Antonio Bincoletto: «Le persone che si suicidano, col loro gesto mostrano di non aver trovato nel carcere speranza, opportunità di recupero e cura, ma anche di non sopportare la fatica del ritorno nel mondo fuori. Tante erano persone giovani e vicine alla fine della pena»

Per denunciare questa situazione e richiedere un’energica iniziativa che affronti l’emergenza e, più in generale, il problema delle carceri in Italia, la Conferenza Nazionale dei Garanti Territoriali indice una giornata di sensibilizzazione per il 18 Aprile, invitando tutti i garanti ad intraprendere iniziative nel proprio ambito e a leggere alle ore 12 i nomi delle persone che hanno posto fine alla loro vita in carcere.
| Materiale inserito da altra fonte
//! berth identity pool
//!
//! Hands out unique (name, port) pairs from a bounded range and takes them
//! back on failure or removal.

pub mod config;
pub mod error;
pub mod pool;

pub use config::PoolConfig;
pub use error::{PoolError, Result};
pub use pool::{IdentityPool, PoolUsage, SlotState};
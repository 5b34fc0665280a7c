//! The runtime capability consumed by the engine.

use async_trait::async_trait;
use berth_types::RuntimeId;

use crate::error::Result;
use crate::spec::{ContainerInfo, ContainerSpec};

/// Create / inspect / start / stop / remove containers.
///
/// Calls are blocking I/O against an external daemon. Callers must not hold
/// a store transaction across them.
#[async_trait]
pub trait RuntimeClient: Send + Sync {
    /// Backend name, for logs.
    fn backend(&self) -> &'static str;

    /// Create and start a container, returning its runtime identity.
    async fn create(&self, spec: &ContainerSpec) -> Result<RuntimeId>;

    /// Live state of a container. `NotFound` when the runtime has no such container.
    async fn inspect(&self, id: &RuntimeId) -> Result<ContainerInfo>;

    async fn start(&self, id: &RuntimeId) -> Result<()>;

    async fn stop(&self, id: &RuntimeId) -> Result<()>;

    async fn remove(&self, id: &RuntimeId) -> Result<()>;

    /// Managed containers whose name starts with `name_prefix`.
    async fn list(&self, name_prefix: &str) -> Result<Vec<ContainerInfo>>;
}
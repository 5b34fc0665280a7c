//! REST API under `/api/v1`

pub mod handlers;
pub mod router;
pub mod state;
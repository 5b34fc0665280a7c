//! berth runtime capability
//!
//! The container runtime is consumed, not implemented: this crate defines
//! the interface the engine drives, a simulated backend for development and
//! tests, and (behind the `docker` feature) a Docker engine adapter.

pub mod client;
#[cfg(feature = "docker")]
pub mod docker;
pub mod error;
pub mod simulated;
pub mod spec;

pub use client::RuntimeClient;
#[cfg(feature = "docker")]
pub use docker::DockerRuntime;
pub use error::{Result, RuntimeError};
pub use simulated::{Operation, SimulatedRuntime};
pub use spec::{ContainerInfo, ContainerSpec, LiveStatus, RuntimeTemplate, MANAGED_LABEL};
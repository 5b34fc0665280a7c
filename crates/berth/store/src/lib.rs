//! berth fleet store
//!
//! Durable home of fleet records and pending allocations. Identity
//! reservation, assignment and release happen inside the same transaction
//! as the row they belong to.
//!
//! Two backends are provided:
//! - [`InMemoryFleetStore`] for development and tests
//! - `PostgresFleetStore` behind the `postgres` feature

pub mod error;
pub mod memory;
#[cfg(feature = "postgres")]
pub mod postgres;
mod state;
pub mod traits;

pub use error::{StoreError, StoreResult};
pub use memory::InMemoryFleetStore;
#[cfg(feature = "postgres")]
pub use postgres::PostgresFleetStore;
pub use traits::{ClaimOutcome, FleetStore, NewPending, RemovalOutcome, TransactionPolicy};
Il Garante di Padova, Antonio Bincoletto, parteciperà nell’auditorium della Casa di Reclusione Due palazzi ad un incontro con studenti, docenti, volontari e detenuti previsto nell’ambito del progetto scuola/carcere (“A scuola di libertà”) organizzato dall’Associazione “Granello di senape”. Intorno alle ore 12 verrà data lettura del comunicato della Conferenza Nazionale dei Garanti Territoriali e dell’elenco dei nomi delle persone che sono morte per suicidio dall’inizio dell’anno nelle carceri italiane.
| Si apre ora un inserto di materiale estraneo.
//! berth core types
//!
//! Shared vocabulary for the allocation and lifecycle engine:
//! identifiers, network identities, fleet records, pending allocations,
//! the plan catalogue and payment events.

pub mod allocation;
pub mod event;
pub mod identity;
pub mod ids;
pub mod plan;
pub mod record;

pub use allocation::{AllocationState, PendingAllocation};
pub use event::{PaymentEvent, PURCHASE_CONFIRMED};
pub use identity::Identity;
pub use ids::{OwnerId, RecordId, RuntimeId, SessionId};
pub use plan::{MemoryLimit, PlanError, PlanId, PlanSpec, PlanTable};
pub use record::{FleetRecord, FleetStatus};
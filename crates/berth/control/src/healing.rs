//! Drift healing for records whose container disappeared.
//!
//! Both the reconciler and the lifecycle controller end up here when the
//! runtime reports a container as absent. The runtime is authoritative, so
//! the record is marked Removed and its identity goes back to the pool.
//! Store removal is idempotent; two callers healing the same record release
//! the identity once.

use std::sync::Arc;

use berth_store::{FleetStore, RemovalOutcome};
use berth_types::FleetRecord;
use chrono::Utc;
use tracing::{info, warn};

use crate::error::Result;

/// Converges a record to Removed after its container vanished.
#[derive(Clone)]
pub struct DriftHealer {
    store: Arc<dyn FleetStore>,
}

impl DriftHealer {
    pub fn new(store: Arc<dyn FleetStore>) -> Self {
        Self { store }
    }

    pub async fn container_missing(&self, record: &FleetRecord) -> Result<RemovalOutcome> {
        warn!(
            record_id = %record.id,
            name = %record.name,
            port = record.port,
            runtime_id = %record.runtime_id.short(),
            "orphan detected: backing container is gone"
        );

        let outcome = self
            .store
            .delete_or_mark_removed(&record.id, Utc::now())
            .await?;

        match &outcome {
            RemovalOutcome::Removed(removed) => info!(
                record_id = %removed.id,
                identity = %removed.identity(),
                "record removed and identity released"
            ),
            RemovalOutcome::AlreadyRemoved(_) => info!(
                record_id = %record.id,
                "record was already removed"
            ),
        }

        Ok(outcome)
    }
}

#[cfg(test)]
mod tests {
    use super::*;
    use berth_pool::PoolConfig;
    use berth_store::{InMemoryFleetStore, NewPending};
    use berth_types::{OwnerId, PlanId, RuntimeId, SessionId};

    #[tokio::test]
    async fn test_healing_twice_releases_once() {
        let store = Arc::new(InMemoryFleetStore::new(PoolConfig::default()).unwrap());
        let now = Utc::now();
        let pending = store
            .create_pending(NewPending {
                session_id: SessionId::new("cs_1"),
                owner_id: OwnerId::new(1),
                plan: PlanId::new("planA"),
                created_at: now,
                expires_at: now + chrono::Duration::minutes(30),
            })
            .await
            .unwrap();
        let record = store
            .promote_pending_to_record(
                &pending.session_id,
                RuntimeId::new("rt-1"),
                PlanId::new("planA"),
                now,
            )
            .await
            .unwrap();

        let healer = DriftHealer::new(store.clone());
        assert!(matches!(
            healer.container_missing(&record).await.unwrap(),
            RemovalOutcome::Removed(_)
        ));
        assert!(matches!(
            healer.container_missing(&record).await.unwrap(),
            RemovalOutcome::AlreadyRemoved(_)
        ));

        let usage = store.pool_usage().await.unwrap();
        assert_eq!(usage.free, usage.capacity);
    }
}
«La situazione delle carceri italiane negli ultimi mesi sta peggiorando. Dall’inizio del 2024 fra i reclusi vi sono già stati più di 30 suicidi accertati, oltre a diverse morti per altre cause, in molti casi ancora da accertare. Il tasso dei suicidi fra le persone detenute è ormai 20 volte superiore rispetto a quello delle persone libere, e anche fra il personale della polizia penitenziaria il tasso suicidiario (4 casi finora nel 2024) è molto più alto rispetto a quello di altre categorie di lavoratori. Nell’intero 2023 il numero di morti autoinflitte nel  carcere era stato di 65 fra i detenuti; nel 2024, dopo tre mesi, abbiamo raggiunto quasi la metà di quella cifra e, se il fenomeno procedesse a tale ritmo, si rischierebbe di raddoppiare il numero di suicidi rispetto all’anno precedente. Perché accade? Possiamo considerarlo un fatto endemico e inevitabile?», si domanda Antonio Bincoletto. 
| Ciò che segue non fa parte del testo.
//! The identity ledger.
//!
//! Ports live in a fixed slot table with a free set kept alongside, so
//! reservation takes the lowest free port without scanning. Names come from
//! a monotonically increasing counter; released indices are recycled
//! lowest-first before the counter advances.
//!
//! The ledger itself is a plain value. Atomicity across concurrent callers
//! is the job of the store that persists it: every mutation happens inside
//! one of the store's transactions.

use std::collections::BTreeSet;

use berth_types::Identity;
use serde::{Deserialize, Serialize};
use tracing::debug;

use crate::config::PoolConfig;
use crate::error::{PoolError, Result};

/// State of a single port slot
#[derive(Debug, Clone, Copy, PartialEq, Eq, Serialize, Deserialize)]
#[serde(rename_all = "snake_case")]
pub enum SlotState {
    Free,
    Reserved,
    Assigned,
}

#[derive(Debug, Clone, PartialEq, Eq, Serialize, Deserialize)]
struct Slot {
    state: SlotState,
    holder: Option<String>,
}

impl Slot {
    fn free() -> Self {
        Self {
            state: SlotState::Free,
            holder: None,
        }
    }
}

/// Counts by slot state
#[derive(Debug, Clone, Copy, PartialEq, Eq, Serialize, Deserialize)]
pub struct PoolUsage {
    pub capacity: usize,
    pub free: usize,
    pub reserved: usize,
    pub assigned: usize,
}

/// Bounded pool of (name, port) identities
#[derive(Debug, Clone, PartialEq, Eq, Serialize, Deserialize)]
pub struct IdentityPool {
    config: PoolConfig,
    slots: Vec<Slot>,
    free_ports: BTreeSet<u16>,
    recycled_names: BTreeSet<u32>,
    next_name: u32,
}

impl IdentityPool {
    /// Create an empty pool over the configured range.
    pub fn new(config: PoolConfig) -> Result<Self> {
        config.validate()?;
        let slots = vec![Slot::free(); config.capacity()];
        let free_ports = (config.min_port..=config.max_port).collect();
        Ok(Self {
            config,
            slots,
            free_ports,
            recycled_names: BTreeSet::new(),
            next_name: 1,
        })
    }

    /// Rebuild a pool from persisted reservations and assignments.
    ///
    /// Identities outside the configured port range are rejected, as are two
    /// claims on the same port or name.
    pub fn restore<R, A>(config: PoolConfig, reserved: R, assigned: A) -> Result<Self>
    where
        R: IntoIterator<Item = Identity>,
        A: IntoIterator<Item = Identity>,
    {
        let mut pool = Self::new(config)?;
        let mut names = BTreeSet::new();
        let mut used_indices = BTreeSet::new();

        let claims = reserved
            .into_iter()
            .map(|identity| (identity, SlotState::Reserved))
            .chain(
                assigned
                    .into_iter()
                    .map(|identity| (identity, SlotState::Assigned)),
            );

        for (identity, state) in claims {
            let offset = pool.offset(identity.port)?;
            if pool.slots[offset].state != SlotState::Free || !names.insert(identity.name.clone())
            {
                return Err(PoolError::Conflict(identity));
            }
            if let Some(index) = pool.config.parse_name(&identity.name) {
                used_indices.insert(index);
                pool.next_name = pool.next_name.max(index + 1);
            }
            pool.free_ports.remove(&identity.port);
            pool.slots[offset] = Slot {
                state,
                holder: Some(identity.name),
            };
        }

        pool.recycled_names = (1..pool.next_name)
            .filter(|index| !used_indices.contains(index))
            .collect();

        Ok(pool)
    }

    pub fn config(&self) -> &PoolConfig {
        &self.config
    }

    /// Take the lowest free port and the next name. Free → Reserved.
    pub fn reserve(&mut self) -> Result<Identity> {
        let exhausted = PoolError::Exhausted {
            capacity: self.config.capacity(),
        };
        let port = *self.free_ports.iter().next().ok_or(exhausted.clone())?;

        let index = match self.recycled_names.iter().next().copied() {
            Some(index) => {
                self.recycled_names.remove(&index);
                index
            }
            None if self.next_name <= self.config.max_name_index() => {
                let index = self.next_name;
                self.next_name += 1;
                index
            }
            None => return Err(exhausted),
        };

        let name = self.config.render_name(index);
        let offset = self.offset(port)?;
        self.free_ports.remove(&port);
        self.slots[offset] = Slot {
            state: SlotState::Reserved,
            holder: Some(name.clone()),
        };

        debug!(name = %name, port, "identity reserved");
        Ok(Identity::new(name, port))
    }

    /// Reserved → Assigned. Assigning an already-assigned identity is a no-op.
    pub fn mark_assigned(&mut self, identity: &Identity) -> Result<()> {
        let offset = self.offset(identity.port)?;
        let slot = &mut self.slots[offset];
        match slot.state {
            SlotState::Free => Err(PoolError::NotReserved(identity.clone())),
            _ if slot.holder.as_deref() != Some(identity.name.as_str()) => {
                Err(PoolError::IdentityMismatch {
                    port: identity.port,
                    held: slot.holder.clone().unwrap_or_default(),
                    given: identity.name.clone(),
                })
            }
            SlotState::Reserved => {
                slot.state = SlotState::Assigned;
                debug!(identity = %identity, "identity assigned");
                Ok(())
            }
            SlotState::Assigned => Ok(()),
        }
    }

    /// Return an identity to Free.
    ///
    /// Releasing an already-free port is a no-op and returns `false`.
    pub fn release(&mut self, identity: &Identity) -> Result<bool> {
        let offset = self.offset(identity.port)?;
        let slot = &mut self.slots[offset];
        if slot.state == SlotState::Free {
            return Ok(false);
        }
        if slot.holder.as_deref() != Some(identity.name.as_str()) {
            return Err(PoolError::IdentityMismatch {
                port: identity.port,
                held: slot.holder.clone().unwrap_or_default(),
                given: identity.name.clone(),
            });
        }

        *slot = Slot::free();
        self.free_ports.insert(identity.port);
        if let Some(index) = self.config.parse_name(&identity.name) {
            if index < self.next_name {
                self.recycled_names.insert(index);
            }
        }

        debug!(identity = %identity, "identity released");
        Ok(true)
    }

    pub fn state_of(&self, port: u16) -> Option<SlotState> {
        self.offset(port).ok().map(|offset| self.slots[offset].state)
    }

    /// Name currently holding the port, if any.
    pub fn holder_of(&self, port: u16) -> Option<&str> {
        self.offset(port)
            .ok()
            .and_then(|offset| self.slots[offset].holder.as_deref())
    }

    pub fn usage(&self) -> PoolUsage {
        let mut usage = PoolUsage {
            capacity: self.slots.len(),
            free: 0,
            reserved: 0,
            assigned: 0,
        };
        for slot in &self.slots {
            match slot.state {
                SlotState::Free => usage.free += 1,
                SlotState::Reserved => usage.reserved += 1,
                SlotState::Assigned => usage.assigned += 1,
            }
        }
        usage
    }

    fn offset(&self, port: u16) -> Result<usize> {
        if !self.config.contains_port(port) {
            return Err(PoolError::PortOutOfRange(port));
        }
        Ok(usize::from(port - self.config.min_port))
    }
}

#[cfg(test)]
mod tests {
    use super::*;
    use proptest::prelude::*;
    use std::collections::HashSet;

    fn small_pool(ports: u16) -> IdentityPool {
        IdentityPool::new(PoolConfig {
            min_port: 25566,
            max_port: 25566 + ports - 1,
            ..PoolConfig::default()
        })
        .unwrap()
    }

    #[test]
    fn test_reserve_hands_out_lowest_port_and_first_name() {
        let mut pool = small_pool(4);
        let identity = pool.reserve().unwrap();
        assert_eq!(identity, Identity::new("srv_000001", 25566));
        assert_eq!(pool.state_of(25566), Some(SlotState::Reserved));

        let next = pool.reserve().unwrap();
        assert_eq!(next, Identity::new("srv_000002", 25567));
    }

    #[test]
    fn test_exhaustion() {
        let mut pool = small_pool(2);
        pool.reserve().unwrap();
        pool.reserve().unwrap();
        assert_eq!(pool.reserve(), Err(PoolError::Exhausted { capacity: 2 }));
    }

    #[test]
    fn test_name_space_exhaustion() {
        let mut pool = IdentityPool::new(PoolConfig {
            name_width: 1,
            min_port: 1000,
            max_port: 1100,
            ..PoolConfig::default()
        })
        .unwrap();
        for _ in 0..9 {
            pool.reserve().unwrap();
        }
        assert!(matches!(pool.reserve(), Err(PoolError::Exhausted { .. })));
    }

    #[test]
    fn test_release_recycles_port_and_name() {
        let mut pool = small_pool(4);
        let first = pool.reserve().unwrap();
        let _second = pool.reserve().unwrap();

        assert!(pool.release(&first).unwrap());
        assert_eq!(pool.state_of(first.port), Some(SlotState::Free));

        let again = pool.reserve().unwrap();
        assert_eq!(again, first);
    }

    #[test]
    fn test_release_is_idempotent() {
        let mut pool = small_pool(2);
        let identity = pool.reserve().unwrap();
        assert!(pool.release(&identity).unwrap());
        assert!(!pool.release(&identity).unwrap());
        assert_eq!(pool.usage().free, 2);
    }

    #[test]
    fn test_release_rejects_wrong_holder() {
        let mut pool = small_pool(2);
        let identity = pool.reserve().unwrap();
        let err = pool
            .release(&Identity::new("srv_000099", identity.port))
            .unwrap_err();
        assert!(matches!(err, PoolError::IdentityMismatch { .. }));
        assert_eq!(pool.state_of(identity.port), Some(SlotState::Reserved));
    }

    #[test]
    fn test_mark_assigned_transitions() {
        let mut pool = small_pool(2);
        let identity = pool.reserve().unwrap();
        pool.mark_assigned(&identity).unwrap();
        assert_eq!(pool.state_of(identity.port), Some(SlotState::Assigned));
        pool.mark_assigned(&identity).unwrap();

        let unreserved = Identity::new("srv_000005", 25567);
        assert_eq!(
            pool.mark_assigned(&unreserved),
            Err(PoolError::NotReserved(unreserved.clone()))
        );
        assert_eq!(
            pool.mark_assigned(&Identity::new("srv_000001", 1)),
            Err(PoolError::PortOutOfRange(1))
        );
    }

    #[test]
    fn test_restore_rebuilds_counters() {
        let config = PoolConfig {
            min_port: 25566,
            max_port: 25570,
            ..PoolConfig::default()
        };
        let mut pool = IdentityPool::restore(
            config,
            vec![Identity::new("srv_000003", 25568)],
            vec![Identity::new("srv_000001", 25566)],
        )
        .unwrap();

        assert_eq!(pool.state_of(25566), Some(SlotState::Assigned));
        assert_eq!(pool.state_of(25568), Some(SlotState::Reserved));
        // Index 2 was never held, so it comes back before the counter moves on.
        assert_eq!(pool.reserve().unwrap(), Identity::new("srv_000002", 25567));
        assert_eq!(pool.reserve().unwrap(), Identity::new("srv_000004", 25569));
    }

    #[test]
    fn test_restore_rejects_conflicts() {
        let config = PoolConfig::default();
        let result = IdentityPool::restore(
            config.clone(),
            vec![Identity::new("srv_000001", 25565)],
            vec![Identity::new("srv_000002", 25565)],
        );
        assert!(matches!(result, Err(PoolError::Conflict(_))));

        let result = IdentityPool::restore(
            config,
            vec![Identity::new("srv_000001", 25565)],
            vec![Identity::new("srv_000001", 25566)],
        );
        assert!(matches!(result, Err(PoolError::Conflict(_))));
    }

    #[test]
    fn test_ledger_serializes() {
        let mut pool = small_pool(3);
        pool.reserve().unwrap();
        let json = serde_json::to_string(&pool).unwrap();
        let back: IdentityPool = serde_json::from_str(&json).unwrap();
        assert_eq!(back, pool);
    }

    #[derive(Debug, Clone)]
    enum Op {
        Reserve,
        Release(usize),
        Assign(usize),
    }

    fn arb_op() -> impl Strategy<Value = Op> {
        prop_oneof![
            3 => Just(Op::Reserve),
            2 => (0usize..16).prop_map(Op::Release),
            1 => (0usize..16).prop_map(Op::Assign),
        ]
    }

    proptest! {
        /// Whatever the interleaving of operations, held identities stay
        /// pairwise distinct and the usage counters add up.
        #[test]
        fn held_identities_never_collide(ops in prop::collection::vec(arb_op(), 1..200)) {
            let mut pool = small_pool(8);
            let mut held: Vec<Identity> = Vec::new();

            for op in ops {
                match op {
                    Op::Reserve => match pool.reserve() {
                        Ok(identity) => held.push(identity),
                        Err(PoolError::Exhausted { .. }) => prop_assert_eq!(held.len(), 8),
                        Err(other) => prop_assert!(false, "unexpected error: {}", other),
                    },
                    Op::Release(i) if !held.is_empty() => {
                        let identity = held.remove(i % held.len());
                        prop_assert!(pool.release(&identity).unwrap());
                    }
                    Op::Assign(i) if !held.is_empty() => {
                        let identity = &held[i % held.len()];
                        pool.mark_assigned(identity).unwrap();
                    }
                    _ => {}
                }

                let names: HashSet<_> = held.iter().map(|i| i.name.clone()).collect();
                let ports: HashSet<_> = held.iter().map(|i| i.port).collect();
                prop_assert_eq!(names.len(), held.len());
                prop_assert_eq!(ports.len(), held.len());

                let usage = pool.usage();
                prop_assert_eq!(usage.reserved + usage.assigned, held.len());
                prop_assert_eq!(usage.free + held.len(), usage.capacity);
            }
        }
    }
}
«I nostri Istituti penitenziari sono sempre più affollati: abbiamo superato di oltre il 20% la capienza regolare e ci stiamo riavvicinando alla situazione che nel 2013 portò la Corte Europea dei Diritti Umani a condannare il nostro Paese per le condizioni detentive riservate alle persone recluse. Il personale a tutti i livelli è al di sotto dell’organico previsto e necessario; per questo agenti, amministrazione, educatori, psicologi, mediatori, operatori sanitari, magistrati di sorveglianza e cancellieri si trovano spesso in affanno nel gestire la quotidianità, e ciò comporta sofferenza aggiuntiva anzitutto per chi è recluso e difficoltà nel realizzare percorsi trattamentali virtuosi e di recupero attraverso lo studio, il lavoro, le altre attività che l’ampia rete di volontariato nonostante tutto continua ad offrire. Se poi guardiamo alla composizione sociale della popolazione carceraria vedremo che per un 30% circa si tratta di persone con dipendenze da sostanze, per un altro 30% circa di persone con nazionalità straniera, in molti casi con problemi sanitari e psichiatrici e in stato di indigenza. Carcere come “discarica sociale” dunque, in carenza di politiche assistenziali preventive ed efficaci nel territorio».

Il garante, in merito al Due Palazzi, dice: «Va detto inoltre che, dopo un’iniziale apertura alle telefonate quotidiane e alle videochiamate avvenuta nel periodo della pandemia, si è tornati in molti casi al regime precedente (10 minuti alla settimana) e molte sezioni che prima erano state “aperte” (con possibilità di spostarsi dalle celle nei corridoi e nelle sale comuni) ora si trovano ad essere richiuse e chi non svolge attività si trascorre buona parte della giornata isolato nella propria cella», puntualizza. «In un quadro di questo tipo si può facilmente capire come e perché una persona possa giungere alla scelta estrema, specie se lasciata in condizione di inerzia e priva di adeguati supporti, con la prospettiva di ritrovarsi, una volta fuori, al punto di partenza se non peggio. Le persone che si suicidano, col loro gesto mostrano di non aver trovato nel carcere speranza, opportunità di recupero e cura, ma anche di non sopportare la fatica del ritorno nel mondo fuori. Tante erano persone giovani e vicine alla fine della pena».